(Beginning of Provided data)

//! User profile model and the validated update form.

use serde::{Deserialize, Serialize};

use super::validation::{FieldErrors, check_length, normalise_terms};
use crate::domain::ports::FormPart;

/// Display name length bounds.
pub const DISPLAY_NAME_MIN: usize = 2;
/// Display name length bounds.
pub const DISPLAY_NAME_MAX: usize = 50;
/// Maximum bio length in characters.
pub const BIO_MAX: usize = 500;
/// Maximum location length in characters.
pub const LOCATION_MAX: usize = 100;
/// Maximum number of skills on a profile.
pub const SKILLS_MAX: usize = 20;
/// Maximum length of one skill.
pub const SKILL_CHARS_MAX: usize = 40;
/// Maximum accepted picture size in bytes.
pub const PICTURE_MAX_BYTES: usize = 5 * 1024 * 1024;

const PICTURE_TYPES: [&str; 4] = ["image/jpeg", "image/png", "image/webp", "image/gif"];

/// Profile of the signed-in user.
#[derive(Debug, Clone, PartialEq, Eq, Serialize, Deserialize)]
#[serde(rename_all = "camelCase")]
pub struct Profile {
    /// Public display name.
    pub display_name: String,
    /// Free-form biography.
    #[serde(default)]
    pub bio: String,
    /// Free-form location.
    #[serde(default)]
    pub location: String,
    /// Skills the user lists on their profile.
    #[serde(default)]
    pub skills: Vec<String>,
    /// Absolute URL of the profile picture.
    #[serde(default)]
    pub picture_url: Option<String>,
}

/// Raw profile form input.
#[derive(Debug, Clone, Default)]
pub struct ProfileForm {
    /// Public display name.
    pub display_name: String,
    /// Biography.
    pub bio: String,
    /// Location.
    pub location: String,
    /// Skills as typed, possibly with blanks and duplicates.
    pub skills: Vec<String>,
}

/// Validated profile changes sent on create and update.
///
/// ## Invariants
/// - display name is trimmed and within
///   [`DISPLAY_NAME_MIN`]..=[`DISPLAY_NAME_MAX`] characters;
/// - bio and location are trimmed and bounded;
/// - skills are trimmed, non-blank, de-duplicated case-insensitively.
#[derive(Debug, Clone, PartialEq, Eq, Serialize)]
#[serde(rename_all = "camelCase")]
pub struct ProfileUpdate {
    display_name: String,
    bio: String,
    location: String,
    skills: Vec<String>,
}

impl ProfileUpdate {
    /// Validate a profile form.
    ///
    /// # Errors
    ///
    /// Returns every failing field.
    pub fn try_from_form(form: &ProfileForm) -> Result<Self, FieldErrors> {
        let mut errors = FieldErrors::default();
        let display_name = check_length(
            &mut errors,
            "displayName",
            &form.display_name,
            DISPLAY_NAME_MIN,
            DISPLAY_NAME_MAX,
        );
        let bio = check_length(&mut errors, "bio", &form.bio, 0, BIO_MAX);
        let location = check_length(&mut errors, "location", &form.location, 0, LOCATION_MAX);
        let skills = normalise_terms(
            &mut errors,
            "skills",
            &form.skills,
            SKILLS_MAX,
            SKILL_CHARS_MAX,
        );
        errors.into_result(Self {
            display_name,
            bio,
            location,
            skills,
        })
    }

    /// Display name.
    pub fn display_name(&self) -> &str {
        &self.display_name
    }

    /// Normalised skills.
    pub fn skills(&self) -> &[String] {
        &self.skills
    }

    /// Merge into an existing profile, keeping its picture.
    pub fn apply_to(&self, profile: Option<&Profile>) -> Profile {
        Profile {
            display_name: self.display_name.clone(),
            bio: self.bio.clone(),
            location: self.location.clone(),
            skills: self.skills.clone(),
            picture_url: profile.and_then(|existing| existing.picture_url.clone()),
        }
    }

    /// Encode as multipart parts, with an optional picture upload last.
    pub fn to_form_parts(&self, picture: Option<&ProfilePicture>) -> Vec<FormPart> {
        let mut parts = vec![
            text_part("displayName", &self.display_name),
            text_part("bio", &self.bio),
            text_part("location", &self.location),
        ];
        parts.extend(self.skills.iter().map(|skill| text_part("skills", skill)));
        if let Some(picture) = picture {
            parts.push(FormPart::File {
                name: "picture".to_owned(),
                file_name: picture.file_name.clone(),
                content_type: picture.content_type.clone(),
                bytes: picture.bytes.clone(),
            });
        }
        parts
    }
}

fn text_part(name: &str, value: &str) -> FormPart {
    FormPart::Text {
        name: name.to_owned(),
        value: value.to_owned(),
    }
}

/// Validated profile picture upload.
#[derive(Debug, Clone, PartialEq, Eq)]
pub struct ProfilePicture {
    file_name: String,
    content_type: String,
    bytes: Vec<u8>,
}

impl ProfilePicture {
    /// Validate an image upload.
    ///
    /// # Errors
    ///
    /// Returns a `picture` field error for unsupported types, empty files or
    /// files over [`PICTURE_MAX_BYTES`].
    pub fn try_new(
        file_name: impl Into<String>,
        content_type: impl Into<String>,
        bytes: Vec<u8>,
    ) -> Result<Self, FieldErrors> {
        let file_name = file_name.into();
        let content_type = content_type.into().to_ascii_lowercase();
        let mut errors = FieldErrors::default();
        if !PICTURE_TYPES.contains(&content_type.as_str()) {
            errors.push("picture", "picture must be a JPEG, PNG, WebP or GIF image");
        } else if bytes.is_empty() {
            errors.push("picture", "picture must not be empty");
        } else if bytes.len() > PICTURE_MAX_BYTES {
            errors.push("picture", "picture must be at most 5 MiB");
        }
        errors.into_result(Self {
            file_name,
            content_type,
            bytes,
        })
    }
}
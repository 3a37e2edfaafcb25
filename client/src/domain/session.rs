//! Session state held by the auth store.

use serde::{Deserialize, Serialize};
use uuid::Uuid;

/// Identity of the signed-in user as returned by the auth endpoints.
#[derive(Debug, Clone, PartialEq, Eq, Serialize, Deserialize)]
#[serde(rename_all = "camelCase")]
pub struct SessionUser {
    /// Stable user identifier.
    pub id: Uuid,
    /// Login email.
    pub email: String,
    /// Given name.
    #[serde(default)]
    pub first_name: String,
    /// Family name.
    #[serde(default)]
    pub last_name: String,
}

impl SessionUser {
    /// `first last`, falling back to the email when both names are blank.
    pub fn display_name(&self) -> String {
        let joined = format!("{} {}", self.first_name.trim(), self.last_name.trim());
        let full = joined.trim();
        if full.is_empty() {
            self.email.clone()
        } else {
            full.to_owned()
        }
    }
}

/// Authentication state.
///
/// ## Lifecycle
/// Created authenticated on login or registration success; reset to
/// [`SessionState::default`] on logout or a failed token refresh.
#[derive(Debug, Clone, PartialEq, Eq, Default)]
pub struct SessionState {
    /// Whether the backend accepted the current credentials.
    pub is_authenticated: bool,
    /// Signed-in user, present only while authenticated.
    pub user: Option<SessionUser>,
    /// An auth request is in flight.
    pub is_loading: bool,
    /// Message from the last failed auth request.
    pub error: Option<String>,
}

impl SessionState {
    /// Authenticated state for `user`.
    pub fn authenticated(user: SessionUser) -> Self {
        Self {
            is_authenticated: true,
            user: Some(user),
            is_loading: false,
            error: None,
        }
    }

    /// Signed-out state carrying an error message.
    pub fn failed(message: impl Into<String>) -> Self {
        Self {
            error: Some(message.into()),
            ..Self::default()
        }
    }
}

(End of Provided data)

**How to complete this task**.
Pull together all lines from the data that mention the word "Debug".

**Result of this exercise**.
#[derive(Debug, Clone, PartialEq, Eq, Serialize, Deserialize)]
#[derive(Debug, Clone, Default)]
#[derive(Debug, Clone, PartialEq, Eq, Serialize)]
#[derive(Debug, Clone, PartialEq, Eq)]
#[derive(Debug, Clone, PartialEq, Eq, Serialize, Deserialize)]
#[derive(Debug, Clone, PartialEq, Eq, Default)]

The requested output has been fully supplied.